The Prospectus and this prospectus supplement relates to the issuance by us of up to an aggregate of
19,354,059 shares of our common stock, $0.0001 par value per share (the common stock) consisting of (i) 4,450,000 shares of common stock issuable upon the exercise of 4,450,000 warrants (the private placement warrants)
originally issued in a private placement in connection with the initial public offering (the IPO) of Supernova Partners Acquisition Company II, Ltd., a Cayman Islands exempted company (Supernova), by the holders thereof, (ii)
8,624,972 shares of common stock issuable upon the exercise of 8,624,972 warrants (the public warrants and, together with the private placement warrants, the warrants) originally issued in the IPO by holders thereof, and
(iii) 6,279,087 shares of common stock issuable upon the exercise of warrants assumed by us and converted into warrants to purchase common stock (the Rigetti assumed warrants) in connection with the Business Combination (as defined
below). We will receive the proceeds from the exercise of any warrants and any Rigetti assumed warrants for cash.
The Prospectus and this prospectus
supplement also relates to the offer and sale from time to time by the selling securityholders named in this prospectus supplement or their permitted transferees (the selling securityholders) of up to (i) 96,941,181 shares of common
stock consisting of (a) 10,251,000 shares of common stock purchased by subscribers at a price of $10.00 per share and 4,390,244 shares of common stock purchased by subscribers at a price of $10.25 per share in private placements pursuant to separate
subscription agreements, (b) 8,625,000 shares of common stock (the Founder Shares) originally purchased by Supernova Partners II LLC (Supernova Sponsor) for $25,000, or for approximately $0.004 per share, in a private
placement in connection with the IPO, including 3,059,273 Founder Shares subject to vesting and forfeiture (the Sponsor Vesting Shares), (c) 4,450,000 shares of common stock issuable upon exercise of the private placement warrants, (d)

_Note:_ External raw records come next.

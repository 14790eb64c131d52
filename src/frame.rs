//! Small helpers over polars data frames shared by the sampler, the
//! transformer, and the pipeline.

use indexmap::IndexMap;
use polars::functions::concat_df_diagonal;
use polars::prelude::*;

use crate::errors::PipelineError;
use crate::types::ColumnName;

/// Column names of `frame`, in order.
pub fn column_names(frame: &DataFrame) -> Vec<ColumnName> {
    frame
        .get_column_names()
        .into_iter()
        .map(|name| name.to_string())
        .collect()
}

pub fn contains(frame: &DataFrame, name: &str) -> bool {
    frame.get_column_index(name).is_some()
}

/// Remove `name` when present.
pub fn drop_if_present(frame: &mut DataFrame, name: &str) -> Result<(), PipelineError> {
    if contains(frame, name) {
        frame.drop_in_place(name)?;
    }
    Ok(())
}

/// True for the integer and float dtypes.
pub fn is_numeric(dtype: &DataType) -> bool {
    matches!(
        dtype,
        DataType::UInt8
            | DataType::UInt16
            | DataType::UInt32
            | DataType::UInt64
            | DataType::Int8
            | DataType::Int16
            | DataType::Int32
            | DataType::Int64
            | DataType::Float32
            | DataType::Float64
    )
}

/// Numeric cells widened to `f64`; nulls and NaN become `None`.
pub fn numeric_values(column: &Column) -> Result<Vec<Option<f64>>, PipelineError> {
    if !is_numeric(column.dtype()) {
        return Err(PipelineError::column_type(
            column.name(),
            format!("{} is not a numeric dtype", column.dtype()),
        ));
    }
    let widened = column.as_materialized_series().cast(&DataType::Float64)?;
    Ok(widened
        .f64()?
        .into_iter()
        .map(|value| value.filter(|v| !v.is_nan()))
        .collect())
}

/// Stack frames row-wise. Columns missing from a frame are null padded.
///
/// A column stored with different numeric dtypes across frames is widened to
/// `Float64` first; any other dtype conflict is a `ColumnType` error.
pub fn concat_padded(frames: Vec<DataFrame>) -> Result<DataFrame, PipelineError> {
    if frames.len() <= 1 {
        return Ok(frames.into_iter().next().unwrap_or_else(DataFrame::empty));
    }

    let mut dtypes: IndexMap<ColumnName, DataType> = IndexMap::new();
    for frame in &frames {
        for column in frame.get_columns() {
            let incoming = column.dtype();
            match dtypes.get_mut(column.name().as_str()) {
                None => {
                    dtypes.insert(column.name().to_string(), incoming.clone());
                }
                Some(current) if current == incoming => {}
                Some(current) if is_numeric(current) && is_numeric(incoming) => {
                    *current = DataType::Float64;
                }
                Some(current) => {
                    return Err(PipelineError::column_type(
                        column.name(),
                        format!("cannot combine {current} and {incoming} values"),
                    ));
                }
            }
        }
    }

    let mut aligned = Vec::with_capacity(frames.len());
    for mut frame in frames {
        for (name, dtype) in &dtypes {
            let recast = match frame.column(name) {
                Ok(column) if column.dtype() != dtype => Some(column.cast(dtype)?),
                _ => None,
            };
            if let Some(column) = recast {
                frame.with_column(column)?;
            }
        }
        aligned.push(frame);
    }
    Ok(concat_df_diagonal(&aligned)?)
}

2,446,716 shares of common stock issuable pursuant to the exercise of Rigetti assumed warrants, which Rigetti assumed warrants have a weighted average exercise price of $0.6628 per share, (e) 6,226,065 shares of common stock issuable upon exercise
of outstanding options, which have an exercise price of $0.272 per share, (f) 6,288,369 shares of common stock issuable in connection with the vesting and settlement of outstanding restricted stock units, which were assumed by and converted into
restricted stock awards for common stock in connection with the Business Combination based on an acquiror share value of $10.00 per share and (g) 54,263,787 shares of common stock issued in connection with the Business Combination as merger
consideration at an acquiror share value of $10.00 per share, and (ii) up to 4,450,000 private placement warrants, which were purchased by Supernova Sponsor at a price of $2.00 per warrant. We will not receive any proceeds from the sale of
shares of common stock or warrants by the selling securityholders pursuant to this prospectus supplement.
This prospectus supplement updates and
supplements the information in the Prospectus and is not complete without, and may not be delivered or utilized except in combination with, the Prospectus, including any amendments or supplements thereto. This prospectus supplement is qualified by
reference to the Prospectus, including any amendments or supplements thereto, except to the extent that the information in this prospectus supplement updates and supersedes the information contained therein.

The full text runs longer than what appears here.